__Collection entries__

--- START ---

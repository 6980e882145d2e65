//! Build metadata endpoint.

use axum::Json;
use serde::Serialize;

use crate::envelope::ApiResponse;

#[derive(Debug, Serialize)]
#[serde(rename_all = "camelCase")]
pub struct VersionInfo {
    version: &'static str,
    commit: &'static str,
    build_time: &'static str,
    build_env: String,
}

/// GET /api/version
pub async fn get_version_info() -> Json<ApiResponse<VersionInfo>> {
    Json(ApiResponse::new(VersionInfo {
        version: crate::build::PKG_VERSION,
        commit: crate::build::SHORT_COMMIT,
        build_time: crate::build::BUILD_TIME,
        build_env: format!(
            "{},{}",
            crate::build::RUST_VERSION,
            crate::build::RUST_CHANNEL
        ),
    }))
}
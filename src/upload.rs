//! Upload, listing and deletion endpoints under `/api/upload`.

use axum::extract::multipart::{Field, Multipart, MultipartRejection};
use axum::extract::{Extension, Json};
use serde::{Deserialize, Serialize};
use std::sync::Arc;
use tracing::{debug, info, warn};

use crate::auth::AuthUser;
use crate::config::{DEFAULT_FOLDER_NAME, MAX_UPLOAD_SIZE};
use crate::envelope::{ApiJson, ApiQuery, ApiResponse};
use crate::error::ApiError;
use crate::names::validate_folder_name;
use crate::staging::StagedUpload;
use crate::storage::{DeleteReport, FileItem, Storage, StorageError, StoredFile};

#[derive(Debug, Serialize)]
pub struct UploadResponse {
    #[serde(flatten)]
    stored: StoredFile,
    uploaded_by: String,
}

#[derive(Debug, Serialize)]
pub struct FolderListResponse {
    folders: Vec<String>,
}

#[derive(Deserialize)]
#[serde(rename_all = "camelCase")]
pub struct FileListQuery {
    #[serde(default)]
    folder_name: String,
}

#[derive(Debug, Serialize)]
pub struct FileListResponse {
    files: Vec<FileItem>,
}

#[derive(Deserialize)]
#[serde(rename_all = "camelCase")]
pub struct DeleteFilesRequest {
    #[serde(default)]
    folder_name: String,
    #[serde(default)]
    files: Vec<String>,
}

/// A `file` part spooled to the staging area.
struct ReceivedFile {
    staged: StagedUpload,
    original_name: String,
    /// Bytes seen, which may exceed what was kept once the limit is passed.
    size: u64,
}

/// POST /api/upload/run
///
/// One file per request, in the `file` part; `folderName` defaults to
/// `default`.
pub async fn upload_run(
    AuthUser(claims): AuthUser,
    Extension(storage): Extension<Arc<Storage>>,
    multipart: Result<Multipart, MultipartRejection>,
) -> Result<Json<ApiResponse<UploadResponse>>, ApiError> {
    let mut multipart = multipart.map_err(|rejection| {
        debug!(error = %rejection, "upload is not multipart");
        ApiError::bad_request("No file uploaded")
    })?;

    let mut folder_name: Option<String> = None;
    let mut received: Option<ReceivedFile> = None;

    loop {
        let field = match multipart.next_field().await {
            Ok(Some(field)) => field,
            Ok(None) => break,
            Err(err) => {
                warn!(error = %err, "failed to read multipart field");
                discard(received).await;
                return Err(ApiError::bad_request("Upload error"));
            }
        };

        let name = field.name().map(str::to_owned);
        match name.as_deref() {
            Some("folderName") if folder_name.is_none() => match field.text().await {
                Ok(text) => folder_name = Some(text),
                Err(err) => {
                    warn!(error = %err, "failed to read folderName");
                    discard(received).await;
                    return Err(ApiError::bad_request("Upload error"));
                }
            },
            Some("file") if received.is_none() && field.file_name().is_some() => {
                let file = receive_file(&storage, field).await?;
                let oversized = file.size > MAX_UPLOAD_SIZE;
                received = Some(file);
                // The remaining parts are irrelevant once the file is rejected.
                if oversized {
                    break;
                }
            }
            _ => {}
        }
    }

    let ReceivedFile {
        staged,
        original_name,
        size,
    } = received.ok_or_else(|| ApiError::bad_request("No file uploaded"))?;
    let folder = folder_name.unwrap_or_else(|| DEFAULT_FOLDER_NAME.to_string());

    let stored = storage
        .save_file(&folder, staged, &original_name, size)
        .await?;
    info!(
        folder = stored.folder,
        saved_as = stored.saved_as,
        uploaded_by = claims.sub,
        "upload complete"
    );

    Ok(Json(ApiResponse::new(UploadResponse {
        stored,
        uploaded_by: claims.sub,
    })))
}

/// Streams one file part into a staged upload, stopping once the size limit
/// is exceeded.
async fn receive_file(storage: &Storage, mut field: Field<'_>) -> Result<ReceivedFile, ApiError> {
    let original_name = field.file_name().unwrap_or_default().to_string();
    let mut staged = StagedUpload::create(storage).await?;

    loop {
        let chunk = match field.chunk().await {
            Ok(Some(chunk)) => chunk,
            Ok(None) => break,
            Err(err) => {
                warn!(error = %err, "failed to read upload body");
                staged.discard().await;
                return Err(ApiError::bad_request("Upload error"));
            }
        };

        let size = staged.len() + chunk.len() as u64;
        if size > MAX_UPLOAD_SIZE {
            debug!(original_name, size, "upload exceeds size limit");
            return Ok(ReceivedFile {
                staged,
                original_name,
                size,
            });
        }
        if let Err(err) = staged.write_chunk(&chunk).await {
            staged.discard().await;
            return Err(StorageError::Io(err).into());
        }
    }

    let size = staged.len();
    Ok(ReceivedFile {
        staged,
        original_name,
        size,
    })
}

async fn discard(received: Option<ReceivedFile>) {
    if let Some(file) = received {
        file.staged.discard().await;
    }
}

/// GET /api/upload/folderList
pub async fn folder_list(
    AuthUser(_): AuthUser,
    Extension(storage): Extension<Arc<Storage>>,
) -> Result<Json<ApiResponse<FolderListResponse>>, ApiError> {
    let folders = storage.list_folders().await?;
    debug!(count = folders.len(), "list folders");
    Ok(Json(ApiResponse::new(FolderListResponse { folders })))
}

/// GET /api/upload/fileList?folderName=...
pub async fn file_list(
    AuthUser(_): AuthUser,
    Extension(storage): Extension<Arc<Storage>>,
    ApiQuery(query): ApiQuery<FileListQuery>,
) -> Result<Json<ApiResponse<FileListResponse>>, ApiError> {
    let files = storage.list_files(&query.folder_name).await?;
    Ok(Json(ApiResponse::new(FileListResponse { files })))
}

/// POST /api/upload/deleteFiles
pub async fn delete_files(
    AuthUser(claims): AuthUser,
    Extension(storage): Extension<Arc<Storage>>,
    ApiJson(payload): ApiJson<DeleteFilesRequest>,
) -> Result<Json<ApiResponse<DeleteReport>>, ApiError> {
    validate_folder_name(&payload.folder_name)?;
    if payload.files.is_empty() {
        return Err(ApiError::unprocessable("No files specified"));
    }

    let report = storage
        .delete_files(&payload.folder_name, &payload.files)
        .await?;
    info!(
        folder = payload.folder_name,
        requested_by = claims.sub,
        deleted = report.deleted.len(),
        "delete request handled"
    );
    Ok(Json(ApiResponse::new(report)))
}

--- END ---

__Aim of the task__
In the lines above, find each one with "text" and list it.

__Reply__
            Some("folderName") if folder_name.is_none() => match field.text().await {
                Ok(text) => folder_name = Some(text),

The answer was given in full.